Lee opens the volume with an introductory essay that gently takes aim at the Jared Diamond school of inevitable European conquests abroad by addressing the peculiarities and historiographical foibles attending its most frequent example: the so-called Spanish conquest of the Americas. Arguing that local peoples "proved to be essential determinants of imperial success or failure" around the world during an era in which organic energy (winds, tides, falling water, draft animals, sunlight, and derivatives of agricultural and pastoral products) governed human actions, Lee points out the extensive reliance on indigenous allies by Spanish conquistadors (p. 1). He encourages readers to reject assertions of the paradigmatic nature of the "Spanish story" of small numbers of Europeans achieving seemingly fantastic conquests of much larger Native populations and making off with a vast amount of mineral wealth in the process (p. 3). Instead, Lee proposes a radical alternative understanding, contending that the Spanish New World Empire, as well as the trading-post networks of other early modern European oceanic empires, may be better understood as "merely a punctuated series of strategic locations from which influence inland was carried by indigenous hands" (p. 8). For Lee, understanding the problems faced by progenitors of empire in unfamiliar spaces, such as controlling territory (or claims to it), adjusting to local military conditions, and accommodating indigenous allies politically, constitutes a more valid approach to Atlantic history than proceeding "backward" with explanations grounded in known outcomes, as a later essay puts it (p. 92). Factoring in the question of change over time, Lee wants historians to be more attentive to thinking about how long such circumstances obtained in particular colonial contexts. In this deceptively simple proposal, we find a significant methodological technique for complicating and challenging simplistic, triumphalist narratives of the eventual domination of the Atlantic World by peoples of European descent.

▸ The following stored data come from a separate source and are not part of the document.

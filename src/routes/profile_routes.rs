use axum::{
    extract::State,
    routing::get,
    Extension, Json, Router,
};
use crate::controllers::profile_controller::ProfileController;
use crate::dto::api_response::ApiResponse;
use crate::dto::profile_dto::UpdateProfileRequest;
use crate::middleware::auth::{auth_middleware, AuthenticatedUser};
use crate::models::user::UserResponse;
use crate::state::AppState;
use crate::utils::errors::AppError;

pub fn create_profile_router(state: AppState) -> Router<AppState> {
    Router::new()
        .route("/", get(get_profile).put(update_profile))
        .route_layer(axum::middleware::from_fn_with_state(state, auth_middleware))
}

async fn get_profile(
    State(state): State<AppState>,
    Extension(user): Extension<AuthenticatedUser>,
) -> Result<Json<UserResponse>, AppError> {
    let controller = ProfileController::new(state.pool.clone());
    let response = controller.get(user.user_id).await?;
    Ok(Json(response))
}

async fn update_profile(
    State(state): State<AppState>,
    Extension(user): Extension<AuthenticatedUser>,
    Json(request): Json<UpdateProfileRequest>,
) -> Result<Json<ApiResponse<UserResponse>>, AppError> {
    let controller = ProfileController::new(state.pool.clone());
    let response = controller.update(user.user_id, request).await?;
    Ok(Json(response))
}
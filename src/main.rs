use anyhow::Result;
use dotenvy::dotenv;
use tokio::signal;
use tracing::{error, info, warn};
use tracing_subscriber::EnvFilter;

use vehicle_maintenance::config::{DatabaseConfig, EnvironmentConfig};
use vehicle_maintenance::database::DatabaseConnection;
use vehicle_maintenance::models::catalog::VehicleCatalog;
use vehicle_maintenance::{create_router, AppState};

#[tokio::main]
async fn main() -> Result<()> {
    // Cargar variables de entorno
    dotenv().ok();

    // Configurar logging
    tracing_subscriber::fmt()
        .with_env_filter(
            EnvFilter::try_from_default_env()
                .unwrap_or_else(|_| EnvFilter::new("vehicle_maintenance=debug,tower_http=info")),
        )
        .init();

    info!("🔧 Vehicle Maintenance Tracker");
    info!("================================================");

    let config = EnvironmentConfig::from_env()?;
    info!("⚙️  Entorno: {}", config.environment);
    if config.is_production() && config.cors_origins.is_empty() {
        warn!("⚠️ CORS_ORIGINS vacío en producción: se acepta cualquier origen");
    }

    let catalog = match VehicleCatalog::load(config.catalog_path.as_deref()) {
        Ok(catalog) => catalog,
        Err(e) => {
            error!("❌ Error cargando el catálogo de vehículos: {}", e);
            return Err(anyhow::anyhow!("Error de catálogo: {}", e));
        }
    };
    info!("📚 Catálogo cargado con {} vehículos", catalog.vehicles().len());

    // Inicializar base de datos
    let db_connection = match DatabaseConnection::new(&DatabaseConfig::new(&config.database_url)).await {
        Ok(conn) => conn,
        Err(e) => {
            error!("❌ Error conectando a la base de datos: {}", e);
            return Err(anyhow::anyhow!("Error de base de datos: {}", e));
        }
    };

    let addr = config.server_url();
    let app_state = AppState::new(db_connection.pool().clone(), config, catalog);
    let app = create_router(app_state);

    info!("🌐 Servidor iniciando en http://{}", addr);
    info!("🔍 Endpoints disponibles:");
    info!("   GET  /health - Health check");
    info!("🔐 Auth:");
    info!("   POST /api/auth/signup - Registrar usuario");
    info!("   POST /api/auth/login - Login por email o móvil");
    info!("   POST /api/auth/logout - Cerrar sesión");
    info!("   GET  /api/auth/reset/challenge - Pregunta de verificación");
    info!("   POST /api/auth/reset - Restablecer contraseña");
    info!("👤 Perfil:");
    info!("   GET  /api/profile - Obtener perfil");
    info!("   PUT  /api/profile - Actualizar perfil");
    info!("🚗 Mantenimiento:");
    info!("   GET  /api/catalog - Catálogo de vehículos");
    info!("   GET  /api/maintenance - Vehículos y registros del usuario");
    info!("   PUT  /api/maintenance/odometers - Actualizar odómetros");
    info!("   POST /api/maintenance/service - Marcar tarea como realizada");
    info!("   GET  /api/maintenance/:vehicle/status - Estado de mantenimiento");

    let listener = tokio::net::TcpListener::bind(&addr).await?;
    axum::serve(listener, app)
        .with_graceful_shutdown(shutdown_signal())
        .await
        .map_err(|e| {
            error!("❌ Error del servidor: {}", e);
            e
        })?;

    info!("👋 Servidor terminado");
    Ok(())
}

/// Señal de apagado graceful
async fn shutdown_signal() {
    let ctrl_c = async {
        if let Err(e) = signal::ctrl_c().await {
            warn!("⚠️ No se pudo escuchar Ctrl+C: {}", e);
            std::future::pending::<()>().await;
        }
    };

    #[cfg(unix)]
    let terminate = async {
        match signal::unix::signal(signal::unix::SignalKind::terminate()) {
            Ok(mut stream) => {
                stream.recv().await;
            }
            Err(e) => {
                warn!("⚠️ No se pudo instalar el handler de SIGTERM: {}", e);
                std::future::pending::<()>().await;
            }
        }
    };

    #[cfg(not(unix))]
    let terminate = std::future::pending::<()>();

    tokio::select! {
        _ = ctrl_c => {
            info!("🛑 Señal Ctrl+C recibida, apagando servidor...");
        },
        _ = terminate => {
            info!("🛑 Señal de terminación recibida, apagando servidor...");
        },
    }
}
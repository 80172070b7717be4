//! Middleware de CORS
//!
//! Este módulo maneja la configuración de CORS para permitir
//! requests desde diferentes orígenes.

use axum::http::{header, HeaderValue, Method};
use tower_http::cors::CorsLayer;

/// CORS según la configuración: sin orígenes configurados se permite todo
/// (solo para desarrollo)
pub fn cors_layer(origins: &[String]) -> CorsLayer {
    if origins.is_empty() {
        return CorsLayer::very_permissive();
    }

    let origins: Vec<HeaderValue> = origins
        .iter()
        .filter_map(|origin| match HeaderValue::from_str(origin) {
            Ok(value) => Some(value),
            Err(_) => {
                tracing::warn!("⚠️ Origen CORS inválido ignorado: {}", origin);
                None
            }
        })
        .collect();

    CorsLayer::new()
        .allow_origin(origins)
        .allow_methods([
            Method::GET,
            Method::POST,
            Method::PUT,
            Method::DELETE,
            Method::OPTIONS,
        ])
        .allow_headers([header::AUTHORIZATION, header::CONTENT_TYPE, header::ACCEPT])
        .allow_credentials(true)
        .max_age(std::time::Duration::from_secs(3600))
}
// Copyright (c) 2024-2025 GraphSchema Contributors
// SPDX-License-Identifier: Apache-2.0
//
//! Graph index lifecycle driven through management transactions

#[path = "testutils/mod.rs"]
mod testutils;

use graphschema::index::{transition, Transition};
use graphschema::{ErrorKind, IndexStatus, JobState, SchemaAction};
use std::sync::Arc;
use testutils::maintainers::{FlakyMaintainer, GatedMaintainer};
use testutils::schema_fixture::{SchemaFixture, BACKFILL_TIMEOUT};

#[test]
fn test_every_state_action_pair() {
    for status in IndexStatus::ALL {
        for action in SchemaAction::ALL {
            let fixture = SchemaFixture::new().with_social_schema();
            fixture.index_in("by_name", status);
            let before = fixture.graph_index("by_name").unwrap();

            let result = fixture.apply("by_name", action);
            let after = fixture.graph_index("by_name");

            match transition(status, action) {
                None => {
                    let err = result.unwrap_err();
                    assert_eq!(err.kind(), ErrorKind::IndexState, "{} on {}", action, status);
                    assert_eq!(after.unwrap().status(), status);
                }
                Some(Transition::NoOp) => {
                    result.unwrap();
                    let after = after.unwrap();
                    assert_eq!(after.status(), status);
                    assert_eq!(after.generation(), before.generation());
                }
                Some(Transition::Apply(next)) => {
                    result.unwrap();
                    assert_eq!(after.unwrap().status(), next, "{} on {}", action, status);
                }
                Some(Transition::Remove) => {
                    result.unwrap();
                    assert!(after.is_none());
                }
            }
        }
    }
}

#[test]
fn test_register_is_idempotent() {
    let fixture = SchemaFixture::new().with_social_schema();
    fixture.index_in("by_name", IndexStatus::Registered);
    let generation = fixture.graph_index("by_name").unwrap().generation();

    fixture.apply("by_name", SchemaAction::RegisterIndex).unwrap();
    fixture.apply("by_name", SchemaAction::RegisterIndex).unwrap();

    let index = fixture.graph_index("by_name").unwrap();
    assert_eq!(index.status(), IndexStatus::Registered);
    assert_eq!(index.generation(), generation);
}

#[test]
fn test_enable_waits_for_backfill() {
    let gate = Arc::new(GatedMaintainer::default());
    let fixture = SchemaFixture::with_maintainer(gate.clone()).with_social_schema();
    fixture.install_mixed_index("by_name");
    fixture.apply("by_name", SchemaAction::RegisterIndex).unwrap();

    let err = fixture
        .apply("by_name", SchemaAction::EnableIndex)
        .unwrap_err();
    assert_eq!(err.kind(), ErrorKind::IndexState);
    assert_eq!(fixture.status("by_name"), Some(IndexStatus::Registered));

    gate.open();
    let record = fixture
        .registry
        .await_backfill("by_name", BACKFILL_TIMEOUT)
        .unwrap();
    assert_eq!(record.state, JobState::Completed { elements: 42 });

    fixture.apply("by_name", SchemaAction::EnableIndex).unwrap();
    assert_eq!(fixture.status("by_name"), Some(IndexStatus::Enabled));
}

#[test]
fn test_register_and_enable_in_one_transaction_fails() {
    let fixture = SchemaFixture::new().with_social_schema();
    fixture.install_mixed_index("by_name");

    let mut tx = fixture.registry.open_management();
    let index = tx.get_graph_index("by_name").unwrap().unwrap();
    tx.update_index(&index, SchemaAction::RegisterIndex).unwrap();
    assert_eq!(
        tx.get_graph_index("by_name").unwrap().unwrap().status(),
        IndexStatus::Registered
    );
    let err = tx
        .update_index(&index, SchemaAction::EnableIndex)
        .unwrap_err();
    assert_eq!(err.kind(), ErrorKind::IndexState);
}

#[test]
fn test_reindex_requires_new_backfill() {
    let gate = Arc::new(GatedMaintainer::default());
    let fixture = SchemaFixture::with_maintainer(gate.clone()).with_social_schema();
    fixture.install_mixed_index("by_name");
    gate.open();
    fixture.apply("by_name", SchemaAction::RegisterIndex).unwrap();
    fixture.await_backfill("by_name");
    fixture.apply("by_name", SchemaAction::EnableIndex).unwrap();
    let first = fixture.graph_index("by_name").unwrap().generation();

    fixture.apply("by_name", SchemaAction::Reindex).unwrap();
    let index = fixture.graph_index("by_name").unwrap();
    assert_eq!(index.status(), IndexStatus::Registered);
    assert_eq!(index.generation(), first + 1);

    fixture.await_backfill("by_name");
    fixture.apply("by_name", SchemaAction::EnableIndex).unwrap();
    assert_eq!(fixture.status("by_name"), Some(IndexStatus::Enabled));
}

#[test]
fn test_failed_backfill_is_redriven_by_register() {
    let maintainer = Arc::new(FlakyMaintainer::failing(1));
    let fixture = SchemaFixture::with_maintainer(maintainer.clone()).with_social_schema();
    fixture.install_mixed_index("by_name");
    fixture.apply("by_name", SchemaAction::RegisterIndex).unwrap();

    let record = fixture
        .registry
        .await_backfill("by_name", BACKFILL_TIMEOUT)
        .unwrap();
    assert!(matches!(record.state, JobState::Failed { .. }));
    assert!(fixture.apply("by_name", SchemaAction::EnableIndex).is_err());

    fixture.apply("by_name", SchemaAction::RegisterIndex).unwrap();
    fixture.await_backfill("by_name");
    assert_eq!(maintainer.attempts(), 2);
    fixture.apply("by_name", SchemaAction::EnableIndex).unwrap();
}

#[test]
fn test_remove_releases_name_and_storage() {
    let gate = Arc::new(GatedMaintainer::default());
    gate.open();
    let fixture = SchemaFixture::with_maintainer(gate.clone()).with_social_schema();
    fixture.install_mixed_index("by_name");
    fixture.apply("by_name", SchemaAction::DisableIndex).unwrap_err();
    fixture.apply("by_name", SchemaAction::RegisterIndex).unwrap();
    fixture.apply("by_name", SchemaAction::DisableIndex).unwrap();

    let mut tx = fixture.registry.open_management();
    let index = tx.get_graph_index("by_name").unwrap().unwrap();
    tx.update_index(&index, SchemaAction::RemoveIndex).unwrap();
    assert!(!tx.contains_graph_index("by_name").unwrap());
    tx.update_index(&index, SchemaAction::RemoveIndex).unwrap();
    tx.commit().unwrap();

    assert!(fixture.graph_index("by_name").is_none());
    fixture.install_mixed_index("by_name");

    let deadline = std::time::Instant::now() + BACKFILL_TIMEOUT;
    while gate.released() == 0 && std::time::Instant::now() < deadline {
        std::thread::sleep(std::time::Duration::from_millis(5));
    }
    assert_eq!(gate.released(), 1);
}

#[test]
fn test_relation_index_actions() {
    let fixture = SchemaFixture::new().with_social_schema();
    let mut tx = fixture.registry.open_management();
    let knows = tx.get_edge_label("knows").unwrap().unwrap();
    let age = tx.get_property_key("age").unwrap().unwrap();
    let index = tx
        .create_edge_index(
            &knows,
            "knows_by_age",
            graphschema::Direction::Both,
            &[graphschema::RelationType::from(&age)],
        )
        .unwrap();
    tx.commit().unwrap();

    let mut tx = fixture.registry.open_management();
    assert_eq!(index.status(), IndexStatus::Enabled);
    tx.update_index(&index, SchemaAction::EnableIndex).unwrap();
    tx.update_index(&index, SchemaAction::Reindex).unwrap();
    for action in [
        SchemaAction::RegisterIndex,
        SchemaAction::DisableIndex,
        SchemaAction::RemoveIndex,
    ] {
        let err = tx.update_index(&index, action).unwrap_err();
        assert_eq!(err.kind(), ErrorKind::IndexState);
    }
    let summary = tx.commit().unwrap();
    assert_eq!(summary.jobs, 1);
}

#[test]
fn test_renamed_index_tracks_concurrent_status_change() {
    let fixture = SchemaFixture::new().with_social_schema();
    fixture.index_in("by_name", IndexStatus::Enabled);

    let mut first = fixture.registry.open_management();
    let index = first.get_graph_index("by_name").unwrap().unwrap();
    first.change_name(&index, "person_by_name").unwrap();
    let age = first.get_property_key("age").unwrap().unwrap();
    first.add_index_key(&index, &age, Vec::new()).unwrap();

    fixture.apply("by_name", SchemaAction::DisableIndex).unwrap();

    let seen = first.get_graph_index("person_by_name").unwrap().unwrap();
    assert_eq!(seen.status(), IndexStatus::Disabled);
    assert_eq!(seen.keys().len(), 2);
    let err = first
        .update_index(&index, SchemaAction::EnableIndex)
        .unwrap_err();
    assert_eq!(err.kind(), ErrorKind::IndexState);

    first.commit().unwrap();
    let index = fixture.graph_index("person_by_name").unwrap();
    assert_eq!(index.status(), IndexStatus::Disabled);
    assert_eq!(index.keys().len(), 2);
}

#[test]
fn test_idempotent_action_fails_after_concurrent_transition() {
    let fixture = SchemaFixture::new().with_social_schema();
    fixture.index_in("by_name", IndexStatus::Enabled);

    let mut first = fixture.registry.open_management();
    let index = first.get_graph_index("by_name").unwrap().unwrap();
    first
        .update_index(&index, SchemaAction::EnableIndex)
        .unwrap();

    fixture.apply("by_name", SchemaAction::DisableIndex).unwrap();

    let err = first.commit().unwrap_err();
    assert_eq!(err.kind(), ErrorKind::ConcurrentModification);
    assert_eq!(fixture.status("by_name"), Some(IndexStatus::Disabled));
}
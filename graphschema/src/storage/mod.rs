// Copyright (c) 2024-2025 GraphSchema Contributors
// SPDX-License-Identifier: Apache-2.0
//
//! Durable storage for committed schema snapshots
//!
//! This module provides:
//! - The `SchemaStore` trait: latest-snapshot read plus atomic compare-and-swap
//! - An in-memory store for tests and embedded hosts
//! - A sled-backed store with checksummed snapshots
//!
//! Only the registry's commit step writes through a store.

mod memory;
#[cfg(feature = "sled-backend")]
mod sled_store;
pub mod types;

use chrono::{DateTime, Utc};
use serde::{Deserialize, Serialize};
use std::sync::Arc;

use crate::config::ManagementConfig;
use crate::error::{SchemaError, SchemaResult};
use crate::types::{ConsistencyModifier, GraphIndex, RelationTypeIndex, SchemaElement, SchemaId};

pub use memory::MemorySchemaStore;
#[cfg(feature = "sled-backend")]
pub use sled_store::SledSchemaStore;
pub use types::{StorageDriverError, StorageResult, StorageType};

/// Serialized form of a committed schema snapshot
#[derive(Debug, Clone, Default, PartialEq, Serialize, Deserialize)]
pub struct PersistedSchema {
    pub version: u64,
    pub next_id: u64,
    pub types: Vec<SchemaElement>,
    pub graph_indexes: Vec<GraphIndex>,
    pub relation_indexes: Vec<RelationTypeIndex>,
    pub consistency: Vec<(SchemaId, ConsistencyModifier)>,
    pub ttl: Vec<(SchemaId, u64)>,
    pub options: Vec<(String, String)>,
    pub committed_at: Option<DateTime<Utc>>,
}

/// Backing store of the schema registry
pub trait SchemaStore: Send + Sync {
    /// Latest committed snapshot, `None` for a fresh store
    fn load(&self) -> StorageResult<Option<PersistedSchema>>;

    /// Atomically replaces the stored snapshot if its version still equals
    /// `expected_version` (0 for a fresh store). Returns false on mismatch.
    fn compare_and_swap(&self, expected_version: u64, schema: &PersistedSchema)
        -> StorageResult<bool>;

    /// Short driver name for logging
    fn name(&self) -> &'static str;
}

/// Opens the store selected by the configuration
pub fn open_store(config: &ManagementConfig) -> SchemaResult<Arc<dyn SchemaStore>> {
    match config.storage {
        StorageType::Memory => Ok(Arc::new(MemorySchemaStore::new())),
        #[cfg(feature = "sled-backend")]
        StorageType::Sled => {
            let path = config.path.as_ref().ok_or_else(|| {
                SchemaError::Config("sled storage requires a database path".to_string())
            })?;
            Ok(Arc::new(SledSchemaStore::open(path)?))
        }
        #[cfg(not(feature = "sled-backend"))]
        StorageType::Sled => Err(SchemaError::Config(
            "sled storage is not compiled in; enable the 'sled-backend' feature".to_string(),
        )),
    }
}

/// Encodes a snapshot as a CRC32 checksum followed by its bincode payload
pub(crate) fn encode_snapshot(schema: &PersistedSchema) -> StorageResult<Vec<u8>> {
    let payload = bincode::serialize(schema)?;
    let checksum = crc32fast::hash(&payload);
    let mut bytes = Vec::with_capacity(payload.len() + 4);
    bytes.extend_from_slice(&checksum.to_le_bytes());
    bytes.extend_from_slice(&payload);
    Ok(bytes)
}

pub(crate) fn decode_snapshot(bytes: &[u8]) -> StorageResult<PersistedSchema> {
    if bytes.len() < 4 {
        return Err(StorageDriverError::Corrupted(format!(
            "snapshot is {} bytes, shorter than its checksum",
            bytes.len()
        )));
    }
    let (header, payload) = bytes.split_at(4);
    let mut checksum = [0u8; 4];
    checksum.copy_from_slice(header);
    let expected = u32::from_le_bytes(checksum);
    let actual = crc32fast::hash(payload);
    if expected != actual {
        return Err(StorageDriverError::Corrupted(format!(
            "checksum mismatch: stored {:08x}, computed {:08x}",
            expected, actual
        )));
    }
    Ok(bincode::deserialize(payload)?)
}

#[cfg(test)]
mod tests {
    use super::*;

    #[test]
    fn test_snapshot_codec_detects_corruption() {
        let schema = PersistedSchema {
            version: 3,
            next_id: 10,
            ttl: vec![(SchemaId::new(4), 60)],
            ..PersistedSchema::default()
        };
        let mut bytes = encode_snapshot(&schema).unwrap();
        assert_eq!(decode_snapshot(&bytes).unwrap(), schema);

        let last = bytes.len() - 1;
        bytes[last] ^= 0xff;
        assert!(matches!(
            decode_snapshot(&bytes),
            Err(StorageDriverError::Corrupted(_))
        ));
        assert!(decode_snapshot(&[1, 2]).is_err());
    }

    #[test]
    fn test_open_memory_store() {
        let store = open_store(&ManagementConfig::in_memory()).unwrap();
        assert_eq!(store.name(), "memory");
        assert!(store.load().unwrap().is_none());
    }
}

In addition to Lee's introductory essay, Peers's compelling study of the question of indigenous aid to imperial expansion in British India should be required reading for all scholars of the early modern world. In concise yet detailed prose, Peers offers a splendid primer on the reading of imperial sources, unpacking several of the key strategies sustaining uncomplicated narratives of European success over indigenous populations--how did European authors occasionally fool themselves into particular, convenient beliefs about indigenous populations? In answering that question, Peers finds that dissenting voices to the standard, predictable narratives of inevitable European victories over Native populations are most often found among the writings of individuals closest to the action. Offering the hardest-hitting criticism of the Eurocentrism underlying arguments about the military revolution of the early modern period, Peers makes clear, with his demonstration of how "empire" worked in colonial India, that cross-cultural comparisons based on technology or institutions are not nearly as neutral as often believed.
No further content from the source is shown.